Exercise goal →
From the data below, retype exactly the lines starting with the one that contains "user_name: &str) -> bool;" and ending with the one that contains "pub fn seed_sample_data(store: &dyn", both included.
━━━━━━━━
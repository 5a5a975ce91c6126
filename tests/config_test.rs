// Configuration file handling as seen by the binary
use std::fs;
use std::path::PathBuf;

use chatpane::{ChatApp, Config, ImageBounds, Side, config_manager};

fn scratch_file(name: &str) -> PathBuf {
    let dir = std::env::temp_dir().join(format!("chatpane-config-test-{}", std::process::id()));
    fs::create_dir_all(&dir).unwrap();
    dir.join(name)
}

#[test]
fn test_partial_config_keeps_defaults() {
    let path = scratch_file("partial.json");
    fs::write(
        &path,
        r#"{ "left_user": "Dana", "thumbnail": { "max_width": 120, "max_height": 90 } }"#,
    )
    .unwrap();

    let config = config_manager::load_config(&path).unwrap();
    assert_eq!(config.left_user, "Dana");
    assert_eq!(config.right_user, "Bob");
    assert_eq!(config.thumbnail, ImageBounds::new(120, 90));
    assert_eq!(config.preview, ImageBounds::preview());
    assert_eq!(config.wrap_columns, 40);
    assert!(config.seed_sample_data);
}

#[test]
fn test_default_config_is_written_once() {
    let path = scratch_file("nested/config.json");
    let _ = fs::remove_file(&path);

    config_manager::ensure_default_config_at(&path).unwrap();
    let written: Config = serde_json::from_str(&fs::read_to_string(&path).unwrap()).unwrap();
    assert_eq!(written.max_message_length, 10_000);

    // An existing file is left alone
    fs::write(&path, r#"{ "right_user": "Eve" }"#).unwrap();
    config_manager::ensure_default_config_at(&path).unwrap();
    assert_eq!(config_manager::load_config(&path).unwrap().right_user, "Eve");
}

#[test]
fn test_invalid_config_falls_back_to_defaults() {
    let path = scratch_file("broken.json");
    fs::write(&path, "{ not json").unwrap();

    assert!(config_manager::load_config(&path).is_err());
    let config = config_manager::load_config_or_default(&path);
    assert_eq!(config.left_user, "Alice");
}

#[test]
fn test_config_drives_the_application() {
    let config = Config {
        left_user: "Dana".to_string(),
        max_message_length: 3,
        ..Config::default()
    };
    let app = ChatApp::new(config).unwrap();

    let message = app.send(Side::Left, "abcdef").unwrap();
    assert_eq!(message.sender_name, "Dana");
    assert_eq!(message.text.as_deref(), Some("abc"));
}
━━━━━━━━
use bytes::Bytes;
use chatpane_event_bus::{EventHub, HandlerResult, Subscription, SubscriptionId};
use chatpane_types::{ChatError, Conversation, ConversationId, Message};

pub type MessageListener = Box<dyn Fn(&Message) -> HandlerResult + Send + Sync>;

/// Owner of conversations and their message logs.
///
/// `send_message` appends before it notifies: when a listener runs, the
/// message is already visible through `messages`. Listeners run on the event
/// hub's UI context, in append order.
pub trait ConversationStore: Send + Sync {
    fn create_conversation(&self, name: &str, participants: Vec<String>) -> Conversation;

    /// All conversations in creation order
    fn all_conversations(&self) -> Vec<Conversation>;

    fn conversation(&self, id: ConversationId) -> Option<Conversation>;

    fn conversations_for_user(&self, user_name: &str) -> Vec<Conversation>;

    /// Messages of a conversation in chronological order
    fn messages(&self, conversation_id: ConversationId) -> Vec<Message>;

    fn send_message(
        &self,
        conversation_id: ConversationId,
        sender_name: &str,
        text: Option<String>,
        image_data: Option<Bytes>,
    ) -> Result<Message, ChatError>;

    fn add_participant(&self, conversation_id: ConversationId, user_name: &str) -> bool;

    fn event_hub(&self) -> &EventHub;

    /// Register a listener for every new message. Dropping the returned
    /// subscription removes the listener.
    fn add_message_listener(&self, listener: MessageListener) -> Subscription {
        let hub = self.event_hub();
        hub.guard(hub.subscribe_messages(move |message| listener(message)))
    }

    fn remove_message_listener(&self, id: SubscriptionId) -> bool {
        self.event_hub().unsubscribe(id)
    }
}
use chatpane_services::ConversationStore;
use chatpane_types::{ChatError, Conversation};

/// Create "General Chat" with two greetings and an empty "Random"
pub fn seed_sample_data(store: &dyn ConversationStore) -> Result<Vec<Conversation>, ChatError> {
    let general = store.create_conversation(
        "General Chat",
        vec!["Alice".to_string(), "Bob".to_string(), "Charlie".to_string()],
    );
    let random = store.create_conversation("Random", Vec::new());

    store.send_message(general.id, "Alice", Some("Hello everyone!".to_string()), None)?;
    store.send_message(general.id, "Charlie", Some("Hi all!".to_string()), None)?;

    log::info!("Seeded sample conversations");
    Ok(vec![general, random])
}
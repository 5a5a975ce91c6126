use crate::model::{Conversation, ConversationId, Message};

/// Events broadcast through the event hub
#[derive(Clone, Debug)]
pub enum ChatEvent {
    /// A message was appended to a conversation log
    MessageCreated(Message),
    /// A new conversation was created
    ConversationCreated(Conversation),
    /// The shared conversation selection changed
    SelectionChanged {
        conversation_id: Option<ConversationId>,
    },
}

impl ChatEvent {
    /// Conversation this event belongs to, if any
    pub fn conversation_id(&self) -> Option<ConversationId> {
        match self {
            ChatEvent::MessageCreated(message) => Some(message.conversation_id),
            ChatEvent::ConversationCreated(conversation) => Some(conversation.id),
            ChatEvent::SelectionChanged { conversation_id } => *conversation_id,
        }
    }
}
━━━━━━━━
Response box →
    fn add_participant(&self, conversation_id: ConversationId, user_name: &str) -> bool;

    fn event_hub(&self) -> &EventHub;

    /// Register a listener for every new message. Dropping the returned
    /// subscription removes the listener.
    fn add_message_listener(&self, listener: MessageListener) -> Subscription {
        let hub = self.event_hub();
        hub.guard(hub.subscribe_messages(move |message| listener(message)))
    }

    fn remove_message_listener(&self, id: SubscriptionId) -> bool {
        self.event_hub().unsubscribe(id)
    }
}
use chatpane_services::ConversationStore;
use chatpane_types::{ChatError, Conversation};

/// Create "General Chat" with two greetings and an empty "Random"
pub fn seed_sample_data(store: &dyn ConversationStore) -> Result<Vec<Conversation>, ChatError> {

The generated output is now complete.